:: What the task asks ::
Look through the records below for the line with "pub use connect::ConnectStep;". Return that line and each one after it up to and including the line with "fn name(&self) -> &'static str;", exactly.

:: Provided information ::

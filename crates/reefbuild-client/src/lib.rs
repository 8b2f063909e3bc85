//! Fleet-management API client for reefbuild
//!
//! This crate is a thin typed facade over the fleet service's HTTP API:
//! label (template) queries, application lifecycle, resource and access
//! lookups, capture tasks and the optional change-subscription stream.
//! One async method per remote capability; all of them inject the
//! configured basic-auth pair and run under the client's request timeout.
//!
//! Absence is meaningful for two lookups only: an application's resource
//! and a resource's access credentials return `Ok(None)` on HTTP 404,
//! because "not created yet" is an expected stage of the allocation
//! lifecycle, not a failure.

pub mod client;
pub mod error;
pub mod model;

// Re-exports
pub use client::{ClientOptions, FleetClient};
pub use error::{ClientError, Result};
pub use model::{
    Application, ApplicationResource, ApplicationState, ApplicationStatus, ApplicationTask,
    Authentication, Label, LabelDefinition, MetaMap, MetaValue, NewApplication, NewApplicationTask,
    ResourceAccess, Resources, ResourcesDisk, ServerEvent, UserInfo,
};
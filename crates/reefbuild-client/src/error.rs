//! Fleet client error types

use thiserror::Error;

/// Fleet API client errors
#[derive(Error, Debug)]
pub enum ClientError {
    #[error("Invalid base URL: {0}")]
    InvalidBaseUrl(String),

    #[error("API request failed with status {status}: {body}")]
    Api { status: u16, body: String },

    #[error("Failed to decode API response: {0}")]
    Decode(#[from] serde_json::Error),

    #[error("Request failed: {0}")]
    Request(#[from] reqwest::Error),
}

impl ClientError {
    /// HTTP status of an `Api` error, if that is what this is.
    pub fn status(&self) -> Option<u16> {
        match self {
            ClientError::Api { status, .. } => Some(*status),
            _ => None,
        }
    }
}

pub type Result<T> = std::result::Result<T, ClientError>;
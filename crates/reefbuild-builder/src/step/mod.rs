//! Step sequence and runner
//!
//! Each step exposes an execute/cleanup pair. The runner executes steps
//! strictly in order, halts forward progress on the first error, and then
//! unconditionally runs the cleanup of every step that started, in reverse
//! order. Cleanup never raises; whatever it hits is logged so it can never
//! shadow the primary error.

use crate::error::{BuildError, Result};
use crate::state::BuildState;
use async_trait::async_trait;
use std::future::Future;
use tokio::time::Instant;

mod cleanup;
mod connect;
mod create_application;
mod create_image;
mod find_label;
mod provision;
mod setup_ssh;
mod wait_allocation;

pub use cleanup::CleanupStep;
pub use connect::ConnectStep;
pub use create_application::CreateApplicationStep;
pub use create_image::CreateImageStep;
pub use find_label::FindLabelStep;
pub use provision::{ConnectShellStep, ProvisionStep};
pub use setup_ssh::SetupSshStep;
pub use wait_allocation::WaitForAllocationStep;

/// One stage of the build workflow.
#[async_trait]
pub trait Step: Send + Sync {
    fn name(&self) -> &'static str;

    /// Forward action. An `Err` halts the sequence.
    async fn run(&self, state: &mut BuildState) -> Result<()>;

    /// Teardown action, invoked in reverse order for every started step.
    async fn cleanup(&self, _state: &mut BuildState) {}
}

/// Run `steps` in order against `state`.
///
/// The first error is stored in `state.error` and stops forward progress;
/// afterwards the cleanup of every started step (the failed one included)
/// runs in reverse order. When `cancel` resolves, the in-flight step fails
/// as a timeout and the cleanup phase still runs — cancellation must never
/// skip teardown.
pub async fn run_steps(
    steps: &[Box<dyn Step>],
    state: &mut BuildState,
    cancel: impl Future<Output = ()> + Send,
) {
    let started_at = Instant::now();
    tokio::pin!(cancel);
    let mut started = 0;
    for step in steps {
        started += 1;
        tracing::debug!(step = step.name(), "executing step");
        let result = tokio::select! {
            _ = &mut cancel => {
                tracing::warn!(step = step.name(), "build cancelled");
                Err(BuildError::Timeout {
                    what: "build",
                    after: started_at.elapsed(),
                })
            }
            result = step.run(state) => result,
        };
        if let Err(err) = result {
            tracing::error!(step = step.name(), error = %err, "step failed, halting");
            state.error = Some(err);
            break;
        }
    }

    for step in steps[..started].iter().rev() {
        tracing::debug!(step = step.name(), "running step cleanup");
        step.cleanup(state).await;
    }
}

#[cfg(test)]
mod tests {
    use super::*;
    use crate::error::BuildError;
    use std::sync::{Arc, Mutex};
    use std::time::Duration;

    struct Scripted {
        name: &'static str,
        fail: bool,
        log: Arc<Mutex<Vec<String>>>,
    }

    #[async_trait]
    impl Step for Scripted {
        fn name(&self) -> &'static str {
            self.name
        }

        async fn run(&self, _state: &mut BuildState) -> Result<()> {
            self.log.lock().unwrap().push(format!("run:{}", self.name));
            if self.fail {
                Err(BuildError::Timeout {
                    what: "scripted",
                    after: Duration::ZERO,
                })
            } else {
                Ok(())
            }
        }

        async fn cleanup(&self, _state: &mut BuildState) {
            self.log.lock().unwrap().push(format!("cleanup:{}", self.name));
        }
    }

    fn scripted(
        log: &Arc<Mutex<Vec<String>>>,
        name: &'static str,
        fail: bool,
    ) -> Box<dyn Step> {
        Box::new(Scripted {
            name,
            fail,
            log: Arc::clone(log),
        })
    }

    #[tokio::test]
    async fn cleanup_runs_in_reverse_for_started_steps_only() {
        let log = Arc::new(Mutex::new(Vec::new()));
        let steps = vec![
            scripted(&log, "a", false),
            scripted(&log, "b", true),
            scripted(&log, "c", false),
        ];
        let mut state = BuildState::new();

        run_steps(&steps, &mut state, std::future::pending()).await;

        assert!(state.error.is_some());
        assert_eq!(
            *log.lock().unwrap(),
            vec!["run:a", "run:b", "cleanup:b", "cleanup:a"]
        );
    }

    #[tokio::test]
    async fn full_sequence_cleans_up_everything() {
        let log = Arc::new(Mutex::new(Vec::new()));
        let steps = vec![scripted(&log, "a", false), scripted(&log, "b", false)];
        let mut state = BuildState::new();

        run_steps(&steps, &mut state, std::future::pending()).await;

        assert!(state.error.is_none());
        assert_eq!(
            *log.lock().unwrap(),
            vec!["run:a", "run:b", "cleanup:b", "cleanup:a"]
        );
    }

    struct Stalled {
        log: Arc<Mutex<Vec<String>>>,
    }

    #[async_trait]
    impl Step for Stalled {
        fn name(&self) -> &'static str {
            "stalled"
        }

        async fn run(&self, _state: &mut BuildState) -> Result<()> {
            self.log.lock().unwrap().push("run:stalled".to_string());
            std::future::pending().await
        }

        async fn cleanup(&self, _state: &mut BuildState) {
            self.log.lock().unwrap().push("cleanup:stalled".to_string());
        }
    }

    #[tokio::test]
    async fn cancellation_fails_the_inflight_step_but_still_cleans_up() {
        let log = Arc::new(Mutex::new(Vec::new()));
        let steps = vec![
            scripted(&log, "a", false),
            Box::new(Stalled {
                log: Arc::clone(&log),
            }) as Box<dyn Step>,
            scripted(&log, "never", false),
        ];
        let mut state = BuildState::new();

        run_steps(&steps, &mut state, async {
            tokio::time::sleep(Duration::from_millis(20)).await;
        })
        .await;

        assert!(matches!(
            state.error,
            Some(BuildError::Timeout { what: "build", .. })
        ));
        assert_eq!(
            *log.lock().unwrap(),
            vec!["run:a", "run:stalled", "cleanup:stalled", "cleanup:a"]
        );
    }
}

:: Response to the task ::
pub use connect::ConnectStep;
pub use create_application::CreateApplicationStep;
pub use create_image::CreateImageStep;
pub use find_label::FindLabelStep;
pub use provision::{ConnectShellStep, ProvisionStep};
pub use setup_ssh::SetupSshStep;
pub use wait_allocation::WaitForAllocationStep;

/// One stage of the build workflow.
#[async_trait]
pub trait Step: Send + Sync {
    fn name(&self) -> &'static str;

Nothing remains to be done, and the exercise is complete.